Data for this exercise

+++++

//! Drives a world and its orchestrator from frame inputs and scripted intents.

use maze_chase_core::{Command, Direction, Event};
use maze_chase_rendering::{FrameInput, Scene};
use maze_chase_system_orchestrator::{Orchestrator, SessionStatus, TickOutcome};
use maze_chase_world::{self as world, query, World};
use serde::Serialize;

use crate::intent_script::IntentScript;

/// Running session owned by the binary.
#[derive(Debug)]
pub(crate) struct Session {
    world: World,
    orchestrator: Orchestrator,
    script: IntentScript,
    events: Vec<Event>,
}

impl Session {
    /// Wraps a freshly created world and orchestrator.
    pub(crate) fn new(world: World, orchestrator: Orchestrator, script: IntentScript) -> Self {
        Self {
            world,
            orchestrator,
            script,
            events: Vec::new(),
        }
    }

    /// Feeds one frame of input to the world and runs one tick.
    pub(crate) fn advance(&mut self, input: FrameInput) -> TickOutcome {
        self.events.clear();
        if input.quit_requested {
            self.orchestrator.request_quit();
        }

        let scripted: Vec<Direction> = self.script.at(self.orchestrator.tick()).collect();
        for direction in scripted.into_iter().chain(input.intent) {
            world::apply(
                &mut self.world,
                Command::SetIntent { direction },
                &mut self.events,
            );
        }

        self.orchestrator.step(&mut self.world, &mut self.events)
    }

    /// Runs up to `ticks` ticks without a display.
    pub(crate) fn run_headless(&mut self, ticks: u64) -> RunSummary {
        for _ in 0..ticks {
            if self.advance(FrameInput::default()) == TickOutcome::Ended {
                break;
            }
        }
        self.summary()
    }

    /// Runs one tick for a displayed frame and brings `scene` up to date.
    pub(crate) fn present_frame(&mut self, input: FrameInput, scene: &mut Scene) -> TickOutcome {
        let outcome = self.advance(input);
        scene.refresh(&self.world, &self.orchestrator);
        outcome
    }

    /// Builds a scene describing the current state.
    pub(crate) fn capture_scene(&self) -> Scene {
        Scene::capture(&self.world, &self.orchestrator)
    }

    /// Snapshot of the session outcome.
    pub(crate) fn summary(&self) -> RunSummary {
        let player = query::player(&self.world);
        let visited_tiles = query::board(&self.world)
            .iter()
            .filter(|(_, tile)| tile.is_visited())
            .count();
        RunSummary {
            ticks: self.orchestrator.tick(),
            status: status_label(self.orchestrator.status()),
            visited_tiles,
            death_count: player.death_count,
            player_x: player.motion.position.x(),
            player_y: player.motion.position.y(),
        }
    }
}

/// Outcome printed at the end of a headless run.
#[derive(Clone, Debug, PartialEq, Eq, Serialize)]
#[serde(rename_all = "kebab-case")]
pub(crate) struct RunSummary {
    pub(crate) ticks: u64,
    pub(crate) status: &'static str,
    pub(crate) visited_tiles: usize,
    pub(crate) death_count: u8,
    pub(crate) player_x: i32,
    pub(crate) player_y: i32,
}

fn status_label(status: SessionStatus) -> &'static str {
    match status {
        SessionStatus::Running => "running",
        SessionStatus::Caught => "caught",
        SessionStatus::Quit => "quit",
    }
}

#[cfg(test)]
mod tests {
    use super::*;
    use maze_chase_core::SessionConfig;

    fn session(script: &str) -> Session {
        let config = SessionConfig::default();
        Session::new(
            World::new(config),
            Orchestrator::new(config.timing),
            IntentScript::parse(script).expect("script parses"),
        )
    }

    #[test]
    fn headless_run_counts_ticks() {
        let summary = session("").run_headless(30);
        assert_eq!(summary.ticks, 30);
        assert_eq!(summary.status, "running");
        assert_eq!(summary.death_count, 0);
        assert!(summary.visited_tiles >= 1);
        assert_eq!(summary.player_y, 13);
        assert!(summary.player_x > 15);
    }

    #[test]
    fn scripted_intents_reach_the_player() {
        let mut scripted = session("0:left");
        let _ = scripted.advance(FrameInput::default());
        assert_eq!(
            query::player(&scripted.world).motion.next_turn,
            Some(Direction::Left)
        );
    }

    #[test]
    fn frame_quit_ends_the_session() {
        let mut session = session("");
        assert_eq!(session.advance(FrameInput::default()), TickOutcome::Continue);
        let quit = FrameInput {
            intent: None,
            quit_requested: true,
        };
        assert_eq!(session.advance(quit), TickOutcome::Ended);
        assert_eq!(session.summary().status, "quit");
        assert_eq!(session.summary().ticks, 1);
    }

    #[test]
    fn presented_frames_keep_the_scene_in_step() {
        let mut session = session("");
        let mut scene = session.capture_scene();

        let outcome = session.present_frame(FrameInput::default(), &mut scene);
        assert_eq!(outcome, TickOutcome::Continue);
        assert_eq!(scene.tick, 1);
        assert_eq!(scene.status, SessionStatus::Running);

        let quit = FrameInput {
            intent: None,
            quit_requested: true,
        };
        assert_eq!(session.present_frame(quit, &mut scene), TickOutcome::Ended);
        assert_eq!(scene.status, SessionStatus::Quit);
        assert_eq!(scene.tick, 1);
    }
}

+++++

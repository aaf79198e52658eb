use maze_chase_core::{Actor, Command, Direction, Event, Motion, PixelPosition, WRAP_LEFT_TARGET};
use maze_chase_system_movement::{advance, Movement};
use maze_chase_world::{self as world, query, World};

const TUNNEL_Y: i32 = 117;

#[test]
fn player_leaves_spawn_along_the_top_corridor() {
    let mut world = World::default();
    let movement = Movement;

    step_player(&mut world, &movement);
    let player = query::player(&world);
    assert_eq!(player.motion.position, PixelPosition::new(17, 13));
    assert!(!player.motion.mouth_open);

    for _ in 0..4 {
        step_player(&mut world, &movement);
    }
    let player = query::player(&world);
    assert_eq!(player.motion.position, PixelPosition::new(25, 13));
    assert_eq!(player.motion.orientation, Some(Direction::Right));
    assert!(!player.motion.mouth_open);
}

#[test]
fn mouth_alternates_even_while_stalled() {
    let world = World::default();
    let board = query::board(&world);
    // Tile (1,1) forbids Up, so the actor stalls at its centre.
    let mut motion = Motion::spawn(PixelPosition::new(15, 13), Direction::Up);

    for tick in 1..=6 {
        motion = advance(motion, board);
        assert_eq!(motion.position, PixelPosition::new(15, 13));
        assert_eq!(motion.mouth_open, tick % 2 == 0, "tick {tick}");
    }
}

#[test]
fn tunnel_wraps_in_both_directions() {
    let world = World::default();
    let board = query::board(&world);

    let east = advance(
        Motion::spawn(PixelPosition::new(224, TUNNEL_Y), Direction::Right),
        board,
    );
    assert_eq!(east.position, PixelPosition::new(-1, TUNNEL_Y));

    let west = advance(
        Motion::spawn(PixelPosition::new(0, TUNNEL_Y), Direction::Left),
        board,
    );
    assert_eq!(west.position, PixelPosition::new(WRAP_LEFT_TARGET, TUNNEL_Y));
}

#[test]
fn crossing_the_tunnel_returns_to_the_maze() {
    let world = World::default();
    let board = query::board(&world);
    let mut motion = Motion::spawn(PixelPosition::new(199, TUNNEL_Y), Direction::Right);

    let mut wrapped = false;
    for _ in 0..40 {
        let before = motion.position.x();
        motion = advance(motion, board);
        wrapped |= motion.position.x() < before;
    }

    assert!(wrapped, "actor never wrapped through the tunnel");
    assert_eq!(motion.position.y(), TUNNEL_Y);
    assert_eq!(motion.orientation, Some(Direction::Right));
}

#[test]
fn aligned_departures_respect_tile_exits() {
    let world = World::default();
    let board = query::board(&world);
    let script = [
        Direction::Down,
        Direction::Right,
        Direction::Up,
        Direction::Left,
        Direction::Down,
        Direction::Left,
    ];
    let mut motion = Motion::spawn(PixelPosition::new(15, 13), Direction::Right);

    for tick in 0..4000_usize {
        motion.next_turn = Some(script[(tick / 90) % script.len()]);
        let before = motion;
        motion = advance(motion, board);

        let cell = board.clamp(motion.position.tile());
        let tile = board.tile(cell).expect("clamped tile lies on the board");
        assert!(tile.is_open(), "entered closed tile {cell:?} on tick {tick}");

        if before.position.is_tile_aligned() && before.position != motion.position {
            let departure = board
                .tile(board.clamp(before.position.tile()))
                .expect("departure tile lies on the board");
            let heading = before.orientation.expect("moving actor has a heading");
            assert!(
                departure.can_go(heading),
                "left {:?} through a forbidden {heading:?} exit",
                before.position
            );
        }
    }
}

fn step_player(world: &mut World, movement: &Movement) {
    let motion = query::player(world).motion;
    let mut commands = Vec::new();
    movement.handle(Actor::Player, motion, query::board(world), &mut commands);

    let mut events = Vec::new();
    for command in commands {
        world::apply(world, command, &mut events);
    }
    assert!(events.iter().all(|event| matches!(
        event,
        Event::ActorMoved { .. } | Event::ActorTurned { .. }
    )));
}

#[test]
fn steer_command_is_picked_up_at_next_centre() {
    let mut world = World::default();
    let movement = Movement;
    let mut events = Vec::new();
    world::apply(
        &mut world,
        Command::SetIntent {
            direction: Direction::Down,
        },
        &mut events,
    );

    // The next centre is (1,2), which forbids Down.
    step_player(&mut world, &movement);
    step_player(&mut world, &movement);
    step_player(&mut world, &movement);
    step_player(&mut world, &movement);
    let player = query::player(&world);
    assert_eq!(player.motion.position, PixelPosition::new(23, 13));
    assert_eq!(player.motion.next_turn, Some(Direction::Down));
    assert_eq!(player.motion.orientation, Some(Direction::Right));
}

+++++

Your goal
The answer should be all lines from the entries above that hold the word "Debug".

Task output
#[derive(Debug)]
#[derive(Clone, Debug, PartialEq, Eq, Serialize)]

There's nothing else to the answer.